Statistiche del lavoro 18.set.2020
Nota congiunta: crisi dell’occupazione nel II trimestre
Pubblicata la Nota trimestrale Istat, Ministero del Lavoro, Anpal, Inps e Inail. Il numero degli inattivi aumenta del 10% in un anno.
Nota congiunta II trimestre 2020

È online la Nota trimestrale sulle tendenze dell'occupazione relativa al II trimestre del 2020, realizzata da Ministero del Lavoro e delle Politiche Sociali, Anpal, Istat, Inps e Inail.

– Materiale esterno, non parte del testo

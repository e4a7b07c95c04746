use std::fmt;
use std::str::FromStr;

use serde::{Deserialize, Serialize};

/// The four supported interval blocks.
#[derive(Debug, Clone, Copy, PartialEq, Eq, Hash, Serialize, Deserialize)]
#[serde(rename_all = "lowercase")]
pub enum TimerKind {
    Stopwatch,
    Countdown,
    Xy,
    Tabata,
}

impl TimerKind {
    /// Whether the timer is driven by rounds instead of a single duration.
    pub fn is_round_based(self) -> bool {
        matches!(self, TimerKind::Xy | TimerKind::Tabata)
    }

    pub fn title(self) -> &'static str {
        match self {
            TimerKind::Stopwatch => "Stopwatch",
            TimerKind::Countdown => "Countdown Timer",
            TimerKind::Xy => "XY Timer",
            TimerKind::Tabata => "Tabata Timer",
        }
    }

    pub fn as_str(self) -> &'static str {
        match self {
            TimerKind::Stopwatch => "stopwatch",
            TimerKind::Countdown => "countdown",
            TimerKind::Xy => "xy",
            TimerKind::Tabata => "tabata",
        }
    }
}

impl fmt::Display for TimerKind {
    fn fmt(&self, f: &mut fmt::Formatter<'_>) -> fmt::Result {
        f.write_str(self.as_str())
    }
}

impl FromStr for TimerKind {
    type Err = String;

    fn from_str(s: &str) -> Result<Self, Self::Err> {
        match s.trim().to_ascii_lowercase().as_str() {
            "stopwatch" => Ok(TimerKind::Stopwatch),
            "countdown" => Ok(TimerKind::Countdown),
            "xy" => Ok(TimerKind::Xy),
            "tabata" => Ok(TimerKind::Tabata),
            other => Err(format!("unknown timer type: {other}")),
        }
    }
}

/// Per-timer display state. Derived from the workout run-state; the store
/// only writes `Completed` (and `NotRunning` on reset).
#[derive(Debug, Clone, Copy, PartialEq, Eq, Default, Serialize, Deserialize)]
pub enum TimerState {
    #[default]
    #[serde(rename = "not running")]
    NotRunning,
    #[serde(rename = "running")]
    Running,
    #[serde(rename = "paused")]
    Paused,
    #[serde(rename = "completed")]
    Completed,
}

/// One configured interval block of a workout.
///
/// All durations are whole seconds. `duration` is the run length for
/// stopwatch/countdown; xy and tabata derive their length from
/// `round_time` or `work_time` + `rest_time` times `rounds`.
#[derive(Debug, Clone, PartialEq, Eq, Serialize, Deserialize)]
#[serde(rename_all = "camelCase")]
pub struct TimerDefinition {
    pub id: String,
    #[serde(rename = "type")]
    pub kind: TimerKind,
    #[serde(default)]
    pub name: String,
    #[serde(default)]
    pub duration: u64,
    #[serde(default, skip_serializing_if = "Option::is_none")]
    pub round_time: Option<u64>,
    #[serde(default, skip_serializing_if = "Option::is_none")]
    pub work_time: Option<u64>,
    #[serde(default, skip_serializing_if = "Option::is_none")]
    pub rest_time: Option<u64>,
    #[serde(default, skip_serializing_if = "Option::is_none")]
    pub rounds: Option<u32>,
    #[serde(default)]
    pub state: TimerState,
    /// Creation time in epoch milliseconds, preserved across edits.
    #[serde(default)]
    pub added_at: i64,
}

impl TimerDefinition {
    pub fn stopwatch(name: impl Into<String>, duration: u64) -> Self {
        Self::base(TimerKind::Stopwatch, name.into(), duration)
    }

    pub fn countdown(name: impl Into<String>, duration: u64) -> Self {
        Self::base(TimerKind::Countdown, name.into(), duration)
    }

    pub fn xy(name: impl Into<String>, rounds: u32, round_time: u64) -> Self {
        Self {
            round_time: Some(round_time),
            rounds: Some(rounds),
            ..Self::base(TimerKind::Xy, name.into(), 0)
        }
    }

    pub fn tabata(name: impl Into<String>, rounds: u32, work_time: u64, rest_time: u64) -> Self {
        Self {
            work_time: Some(work_time),
            rest_time: Some(rest_time),
            rounds: Some(rounds),
            ..Self::base(TimerKind::Tabata, name.into(), 0)
        }
    }

    fn base(kind: TimerKind, name: String, duration: u64) -> Self {
        Self {
            id: new_timer_id(),
            kind,
            name,
            duration,
            round_time: None,
            work_time: None,
            rest_time: None,
            rounds: None,
            state: TimerState::NotRunning,
            added_at: chrono::Utc::now().timestamp_millis(),
        }
    }

    /// Number of rounds, treating an absent value as a single round.
    pub fn rounds_or_one(&self) -> u32 {
        self.rounds.unwrap_or(1).max(1)
    }

    pub fn round_time_secs(&self) -> u64 {
        self.round_time.unwrap_or(0)
    }

    pub fn work_time_secs(&self) -> u64 {
        self.work_time.unwrap_or(0)
    }

    pub fn rest_time_secs(&self) -> u64 {
        self.rest_time.unwrap_or(0)
    }

    pub fn is_completed(&self) -> bool {
        self.state == TimerState::Completed
    }
}

pub(crate) fn new_timer_id() -> String {
    uuid::Uuid::new_v4().to_string()
}

#[cfg(test)]
mod tests {
    use super::*;

    #[test]
    fn kind_parses_case_insensitively() {
        assert_eq!("Tabata".parse::<TimerKind>(), Ok(TimerKind::Tabata));
        assert_eq!(" xy ".parse::<TimerKind>(), Ok(TimerKind::Xy));
        assert!("interval".parse::<TimerKind>().is_err());
    }

    #[test]
    fn state_uses_display_labels_on_the_wire() {
        let json = serde_json::to_string(&TimerState::NotRunning).unwrap();
        assert_eq!(json, "\"not running\"");
        let parsed: TimerState = serde_json::from_str("\"completed\"").unwrap();
        assert_eq!(parsed, TimerState::Completed);
    }

    #[test]
    fn definition_serializes_camel_case_and_skips_absent_fields() {
        let timer = TimerDefinition::xy("Burpees", 3, 45);
        let value = serde_json::to_value(&timer).unwrap();
        assert_eq!(value["type"], "xy");
        assert_eq!(value["roundTime"], 45);
        assert_eq!(value["rounds"], 3);
        assert!(value.get("workTime").is_none());
        assert!(value.get("addedAt").is_some());
    }

    #[test]
    fn definition_tolerates_missing_optional_fields() {
        let timer: TimerDefinition =
            serde_json::from_str(r#"{"id":"a","type":"countdown","duration":30}"#).unwrap();
        assert_eq!(timer.state, TimerState::NotRunning);
        assert_eq!(timer.rounds_or_one(), 1);
        assert_eq!(timer.name, "");
    }

    #[test]
    fn new_timers_get_distinct_ids() {
        let a = TimerDefinition::stopwatch("A", 10);
        let b = TimerDefinition::stopwatch("B", 10);
        assert_ne!(a.id, b.id);
    }
}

L’emergenza sanitaria ha determinato una crisi economica che ha avuto riflessi molto importanti sul mercato del lavoro. Lo dimostra anzitutto il trend della quantità totale di lavoro utilizzato, misurata in termini di Ula (Unità di lavoro equivalenti a tempo pieno), diminuita dell’11,8% in termini congiunturali e del 17,0% su base annuale, analogamente al Pil, in calo dello 12,8% rispetto al I trimestre. Ma è impressionante anche l’aumento degli inattivi e soprattutto il crollo dei lavoratori a chiamata, che risente della congiuntura economica in modo più evidente e immediato.

Rispetto al I trimestre  l’occupazione dipendente è diminuita sia in termini di occupati (-2,1%, Istat, Rilevazione sulle forze di lavoro) sia di posizioni lavorative dipendenti (-3,9% Rilevazione Oros). Ancora più forte il calo in termini tendenziali (rispettivamente -3,4% e -4,0%).

Nel secondo trimestre 2020, in base ai dati del Ministero del lavoro e delle politiche sociali tratti dalle Comunicazioni obbligatorie (CO) rielaborate, le attivazioni sono state 1 milione 548 mila e le cessazioni 1 milione 884 mila. Nel primo erano state rispettivamente 2 milioni 554 mila e 2 milioni 492 mila. Il calo congiunturale è stato quindi rispettivamente del 39,4% e del 24,4%.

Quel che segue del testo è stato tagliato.